Art Continues Its Free Fall into Obscenity

0 Comments | Insight on the News, Jan 31, 2000 | by Stephen Goode

By now almost everyone's heard of "Sensation)" the exhibition of young British artists at the Brooklyn Museum of Art, among whose controversial works is Chris Ofili's Holy Virgin Mary -- created from paint, elephant dung and pornographic magazine cutouts.

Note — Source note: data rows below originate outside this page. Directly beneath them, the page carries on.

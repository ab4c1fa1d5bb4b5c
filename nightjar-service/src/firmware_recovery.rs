/* This Source Code Form is subject to the terms of the Mozilla Public
 * License, v. 2.0. If a copy of the MPL was not distributed with this
 * file, You can obtain one at https://mozilla.org/MPL/2.0/.
 *
 * (c) 2024 The Nightjar Authors.
 */

//! Firmware recovery collaborator (§4.12 step 4, §7 "persistent blindness").
//! The spec leaves the exact recovery sequence to this collaborator (§9 open
//! question); `ShellScriptRecovery` runs an operator-supplied script and
//! `NullRecovery` is the default, matching the interface-only treatment
//! given to the session source in Design Notes §9.

const MAX_RECOVERY_ATTEMPTS: u32 = 3;

#[async_trait::async_trait]
pub trait FirmwareRecovery: Send + Sync {
    /// Attempt to recover the radio. Returning `Ok(())` does not guarantee
    /// APs are visible again; the control loop simply resets `blind_for` and
    /// retries normally on the next epoch.
    async fn attempt_recovery(&self) -> std::io::Result<()>;
}

/// Does nothing. Used when no recovery script is configured; the loop still
/// escalates to the reboot signal after `MAX_RECOVERY_ATTEMPTS`.
#[derive(Default)]
pub struct NullRecovery;

#[async_trait::async_trait]
impl FirmwareRecovery for NullRecovery {
    async fn attempt_recovery(&self) -> std::io::Result<()> {
        tracing::warn!("no firmware recovery collaborator configured; radio stays blind");
        Ok(())
    }
}

/// Runs an operator-supplied shell script (e.g. `rmmod`/`modprobe` the Wi-Fi
/// chipset driver, or power-cycle a USB hub) as a detached child process.
pub struct ShellScriptRecovery {
    script_path: std::path::PathBuf,
}

impl ShellScriptRecovery {
    pub fn new(script_path: impl Into<std::path::PathBuf>) -> Self {
        Self { script_path: script_path.into() }
    }
}

#[async_trait::async_trait]
impl FirmwareRecovery for ShellScriptRecovery {
    async fn attempt_recovery(&self) -> std::io::Result<()> {
        let status = tokio::process::Command::new("sh").arg(&self.script_path).status().await?;
        if !status.success() {
            tracing::warn!(?status, script = %self.script_path.display(), "firmware recovery script exited non-zero");
        }
        Ok(())
    }
}

/// Tracks consecutive recovery attempts and reports when the loop should
/// escalate to a reboot signal instead of retrying again.
#[derive(Default)]
pub struct RecoveryEscalation {
    attempts: u32,
}

impl RecoveryEscalation {
    pub fn new() -> Self {
        Self::default()
    }

    pub fn record_attempt(&mut self) -> bool {
        self.attempts += 1;
        self.attempts >= MAX_RECOVERY_ATTEMPTS
    }

    pub fn reset(&mut self) {
        self.attempts = 0;
    }
}

#[cfg(test)]
mod tests {
    use super::*;

    #[tokio::test]
    async fn null_recovery_always_succeeds() {
        let recovery = NullRecovery;
        assert!(recovery.attempt_recovery().await.is_ok());
    }

    #[test]
    fn escalation_trips_after_max_attempts() {
        let mut e = RecoveryEscalation::new();
        assert!(!e.record_attempt());
        assert!(!e.record_attempt());
        assert!(e.record_attempt());
    }

    #[test]
    fn escalation_resets() {
        let mut e = RecoveryEscalation::new();
        e.record_attempt();
        e.record_attempt();
        e.reset();
        assert!(!e.record_attempt());
    }
}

Here's a description from the London Daily Telegraph of another work by another highly regarded young British artist, Tracey Emin -- hailed according to the New Criterion, a conservative American journal of culture, as one of the chief contenders for this year's Turner Prize, the highest of British an awards. Emin's submission for the competition is My Bed: "Emin shows one new work, supposedly her own unmade bed, complete with torn pillows and urine-stained sheets, surrounded by ashtrays full of smoked fags, a box of sanitary towels, medicines, nylons, soiled underpants, a candle, a pregnancy test.... On the gallery wall there's a neon sign in Emin's own script that says, `Every Part of Me's Bleeding,' an appliqued wall hanging (`F -- School') and a wall of her scribbly drawings, in most of which the word `f--' is scrawled like an incantation, a guarantee of authenticity."

For the people simply can't understand why this piece of work should be nominated for anything except, perhaps, for the Messiest Room of the Year Award.